Prepare the Prawns: Start by heating a tablespoon of olive oil in a non-stick frying pan over medium heat. Add 2 cloves of minced garlic and let it sizzle until fragrant. Stir in the butter and wait until it begins to foam slightly. Add the prawns and cook for about 3 minutes, or until they change from black to pink and firm up. Transfer them to a plate and set aside.
Cook the Tagliatelle: According to the package instructions, cook the tagliatelle, then drain and set aside.
Make the Sauce: In a deep, high-sided skillet, heat the remaining olive oil over medium heat. Add the onion and the remaining garlic, cooking until soft and fragrant. Introduce the cherry tomatoes and cook until they start to soften and burst. Add the tinned chopped tomatoes and vegetable broth, bringing everything to a simmer. Let it simmer for 5-8 minutes, or until the sauce thickens enough to cling to the noodles. Remove from heat.
Incorporate the Spinach: Stir the spinach into the sauce, allowing the heat to wilt it.
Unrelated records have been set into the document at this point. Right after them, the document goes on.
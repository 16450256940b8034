//! Register space backends
//!
//! Everything above this module accesses the eFuse controller through the
//! [EfuseBackend] trait, which is implemented for a device connected over a
//! serial port ([SerialBackend]) and for an in-memory emulation of the
//! register window ([EmulatedBackend]).

pub use self::{emulated::EmulatedBackend, serial::SerialBackend};
use crate::{connection::reset::ResetBeforeOperation, error::Error};

mod emulated;
mod serial;

/// Raw access to the eFuse register space of a chip
pub trait EfuseBackend {
    /// The reported name of the chip, e.g. `ESP32-C3`
    fn chip_name(&self) -> &str;

    /// Establish the connection to the chip
    fn connect(&mut self, before: ResetBeforeOperation) -> Result<(), Error>;

    /// Read a 32-bit register
    fn read_reg(&mut self, address: u32) -> Result<u32, Error>;

    /// Write a 32-bit register
    fn write_reg(&mut self, address: u32, value: u32) -> Result<(), Error>;

    /// Release the backend.
    ///
    /// Called exactly once at the end of a run; pending state is persisted
    /// here.
    fn close(&mut self) -> Result<(), Error>;
}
Combine Pasta and Sauce: Add the cooked pasta to the sauce, tossing well to coat. Gently fold the cooked prawns back into the dish.
Serve: If it's casual pasta night, serve directly from the pan with tongs. For a fancier occasion, like date night, plate the pasta into bowls. Finish by topping with Parmesan cheese and chopped parsley or basil, as desired.